Folgende Inhalte der präpartalen Beratung führen besonders nachhaltig zu einem besseren Outcome für das spätere Stillverhalten und sollten deswegen unbedingt mit den werdenden Müttern bzw. ihren Partner:innen kommuniziert werden:

Stillen
  • Die Bedeutung des Stillens und der Muttermilch

  • Ausschliessliches Stillen in den ersten 6 Monaten und Weiterführung des Stillens während und nach der Beikosteinführung

  • Darstellung der Risiken bei Verabreichung von Säuglingsnahrung oder anderen Muttermilchersatzprodukten

  • Die Grundlagen einer guten Stillposition bzw. des korrekten Anlegens an der Brust

  • Erkennung von frühen Hungerzeichen

Geburt
  • Die Bedeutung eines sofortigen und anhaltenden Haut-zu-Haut-Kontakts nach der Geburt

  • Die Bedeutung eines frühen und ungestörten Stillbeginns nach der Geburt

  • Die Bedeutung von Rooming-in

Abschliessend gilt es, die eigene Haltung und das angeeignete Wissen zum Stillen stets weiter zu hinterfragen und sich mit Leitlinien auf dem aktuellen medizinischen Stand zu halten.
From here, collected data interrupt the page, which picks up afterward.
//! Prompt assembly for README generation.

use crate::github::RepositoryMetadata;
use std::collections::BTreeMap;

/// Number of characters of each file shown to the model
pub const PREVIEW_CHARS: usize = 200;

/// Appended to a preview that was cut short
pub const ELLIPSIS: &str = "...";

/// Opening line of the README request
pub const README_PROMPT_HEADER: &str =
    "Generate a comprehensive README.md for the following project:";

/// Sections the generated README should contain
pub const README_PROMPT_INSTRUCTIONS: &str = r#"Create a detailed README that includes:
1. Project title and description
2. Key features
3. Installation instructions
4. Usage examples
5. Project structure overview
6. Dependencies and requirements
7. Contributing guidelines (if applicable)
8. License information (if available)

Use clear markdown formatting with appropriate sections. Focus on creating a helpful
and informative README that would help users understand and use the project.
If the project has a specific focus or unique features, highlight those prominently."#;

/// First [`PREVIEW_CHARS`] characters of `content`, with [`ELLIPSIS`] when truncated
pub fn preview(content: &str) -> String {
    match content.char_indices().nth(PREVIEW_CHARS) {
        Some((cut, _)) => format!("{}{}", &content[..cut], ELLIPSIS),
        None => content.to_string(),
    }
}

/// Renders the metadata as a fixed, ordered markdown list
pub fn render_metadata(metadata: &RepositoryMetadata) -> String {
    [
        format!("- **name**: {}", metadata.name),
        format!("- **description**: {}", metadata.description.as_deref().unwrap_or_default()),
        format!("- **language**: {}", metadata.language.as_deref().unwrap_or_default()),
        format!("- **license**: {}", metadata.license.as_deref().unwrap_or("None")),
        format!("- **stars**: {}", metadata.stars),
        format!("- **forks**: {}", metadata.forks),
        format!("- **open_issues**: {}", metadata.open_issues),
    ]
    .join("\n")
}

/// Renders one labelled code block per file, in path order
pub fn render_files(files: &BTreeMap<String, String>) -> String {
    files
        .iter()
        .map(|(path, content)| format!("### {}\n```\n{}\n```", path, preview(content)))
        .collect::<Vec<_>>()
        .join("\n\n")
}

/// Builds the full README request prompt
pub fn assemble_prompt(files: &BTreeMap<String, String>, metadata: &RepositoryMetadata) -> String {
    format!(
        "{}\nRepository Metadata:\n{}\n\nProject Files:\n{}\n\n{}",
        README_PROMPT_HEADER,
        render_metadata(metadata),
        render_files(files),
        README_PROMPT_INSTRUCTIONS
    )
}

#[cfg(test)]
mod tests {
    use super::*;
    use crate::filter::FilterConfig;
    use pretty_assertions::assert_eq;
    use proptest::prelude::*;

    fn hello_world() -> RepositoryMetadata {
        RepositoryMetadata {
            name: "Hello-World".into(),
            description: Some("My first repository on GitHub!".into()),
            language: None,
            license: None,
            stars: 2500,
            forks: 2000,
            open_issues: 1000,
        }
    }

    #[test]
    fn test_preview_counts_characters_not_bytes() {
        let content = "é".repeat(250);
        let shown = preview(&content);
        assert_eq!(shown.chars().count(), PREVIEW_CHARS + ELLIPSIS.len());
        assert!(shown.ends_with(ELLIPSIS));
        assert_eq!(preview("short"), "short");
        assert_eq!(preview(&"a".repeat(200)), "a".repeat(200));
    }

    #[test]
    fn test_metadata_block() {
        let mut metadata = hello_world();
        assert_eq!(
            render_metadata(&metadata),
            "- **name**: Hello-World\n\
             - **description**: My first repository on GitHub!\n\
             - **language**: \n\
             - **license**: None\n\
             - **stars**: 2500\n\
             - **forks**: 2000\n\
             - **open_issues**: 1000"
        );

        metadata.license = Some(String::new());
        assert!(render_metadata(&metadata).contains("- **license**: \n"));
    }

    #[test]
    fn test_prompt_layout() {
        let files: BTreeMap<String, String> = [
            ("b.rs".to_string(), "fn b() {}".to_string()),
            ("a.rs".to_string(), "fn a() {}".to_string()),
        ]
        .into_iter()
        .collect();

        let prompt = assemble_prompt(&files, &hello_world());
        let expected_files = concat!(
            "Project Files:\n",
            "### a.rs\n```\nfn a() {}\n```\n\n",
            "### b.rs\n```\nfn b() {}\n```\n\n",
            "Create a detailed README",
        );
        assert!(prompt.starts_with(concat!(
            "Generate a comprehensive README.md for the following project:\n",
            "Repository Metadata:\n- **name**: Hello-World",
        )));
        assert!(prompt.contains(expected_files));
        assert!(prompt.ends_with("highlight those prominently."));
        assert_eq!(prompt, assemble_prompt(&files, &hello_world()));
    }

    #[test]
    fn test_hello_world_scenario() {
        let main_go = "m".repeat(300);
        let candidates = [
            ("main.go", main_go.as_str()),
            ("node_modules/x.js", "ignored"),
        ];
        let filter = FilterConfig::default();
        let files: BTreeMap<String, String> = candidates
            .iter()
            .filter(|(path, content)| filter.include(path, content.len() as u64))
            .map(|(path, content)| (path.to_string(), content.to_string()))
            .collect();

        let prompt = assemble_prompt(&files, &hello_world());
        assert!(prompt.contains(&format!("### main.go\n```\n{}...\n```", "m".repeat(200))));
        assert!(!prompt.contains(&"m".repeat(201)));
        assert!(!prompt.contains("node_modules"));
    }

    proptest! {
        #[test]
        fn prop_preview_is_prefix_with_ellipsis_iff_truncated(content in "\\PC{0,400}") {
            let shown = preview(&content);
            let length = content.chars().count();
            if length > PREVIEW_CHARS {
                let head: String = content.chars().take(PREVIEW_CHARS).collect();
                prop_assert_eq!(shown, format!("{}{}", head, ELLIPSIS));
            } else {
                prop_assert_eq!(shown, content);
            }
        }
    }
}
Eine möglichst wertschätzende, neutrale und stigmasensible Kommunikation ist wesentlich (z.B. Kommunikationsleitfaden BLE 2021).14

Fazit

In der Schwangerschaft gibt es insgesamt einen hohen Beratungs- und Aufklärungsbedarf gegenüber den werdenden Müttern, die Kontrolltermine in der Schwangerenvorsorge sind meist zeitlich knapp bemessen und es gilt, viele Risiken und Eventualitäten auszuschliessen oder abzuwenden. Nichtsdestotrotz ist dies auch die Zeit, die wir – vor allem als ärztliches Personal – verantwortungsvoll dazu nutzen sollten, Frauen und ihre Partner:innen frühzeitig und evidenzbasiert über das Stillen und dessen positive Auswirkungen auf Mutter und Kind zu informieren und so eine nachhaltige Grundlage für einen guten Stillbeginn und die anschliessende Stillzeit zu schaffen.

Danksagung

Ich möchte mich bei Gabriele Nindl und dem Team des EISL (Europäisches Institut für Laktation und Stillen) für die engagierte und kompetente Wissensvermittlung und den kollegialen Austausch bedanken.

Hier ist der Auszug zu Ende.